▶ _WHAT IS EXPECTED_
Scan the following data for lines with "usize" and state how many there are, as a number only.

▶ _RECORDS PROVIDED_
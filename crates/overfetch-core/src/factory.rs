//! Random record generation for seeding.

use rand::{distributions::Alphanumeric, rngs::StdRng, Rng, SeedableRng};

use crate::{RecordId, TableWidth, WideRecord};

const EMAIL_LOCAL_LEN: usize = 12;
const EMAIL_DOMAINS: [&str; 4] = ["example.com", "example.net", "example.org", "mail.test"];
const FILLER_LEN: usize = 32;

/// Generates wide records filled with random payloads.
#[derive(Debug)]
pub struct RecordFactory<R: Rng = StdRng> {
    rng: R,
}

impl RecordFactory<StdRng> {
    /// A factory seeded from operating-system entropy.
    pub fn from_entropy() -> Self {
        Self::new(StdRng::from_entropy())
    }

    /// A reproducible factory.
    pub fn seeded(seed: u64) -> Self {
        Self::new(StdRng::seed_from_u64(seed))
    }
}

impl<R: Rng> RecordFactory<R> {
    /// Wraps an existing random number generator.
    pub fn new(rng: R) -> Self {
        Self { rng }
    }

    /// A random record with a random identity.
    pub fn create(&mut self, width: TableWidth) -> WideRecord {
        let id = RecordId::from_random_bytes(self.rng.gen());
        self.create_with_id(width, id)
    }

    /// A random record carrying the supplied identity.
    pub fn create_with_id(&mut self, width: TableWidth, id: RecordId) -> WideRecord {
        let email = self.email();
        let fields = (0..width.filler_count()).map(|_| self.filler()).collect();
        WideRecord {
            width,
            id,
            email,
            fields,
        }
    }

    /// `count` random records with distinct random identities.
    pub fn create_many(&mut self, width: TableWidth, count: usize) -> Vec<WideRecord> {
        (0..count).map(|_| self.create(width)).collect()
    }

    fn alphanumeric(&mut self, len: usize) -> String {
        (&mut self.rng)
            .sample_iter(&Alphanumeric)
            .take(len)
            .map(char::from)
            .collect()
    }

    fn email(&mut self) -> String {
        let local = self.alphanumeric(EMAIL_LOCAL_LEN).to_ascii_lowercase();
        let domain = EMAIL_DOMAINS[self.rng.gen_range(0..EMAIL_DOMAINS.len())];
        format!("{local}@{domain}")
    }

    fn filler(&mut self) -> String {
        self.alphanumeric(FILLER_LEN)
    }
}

▶ _OUTPUT OF THE EXERCISE_
4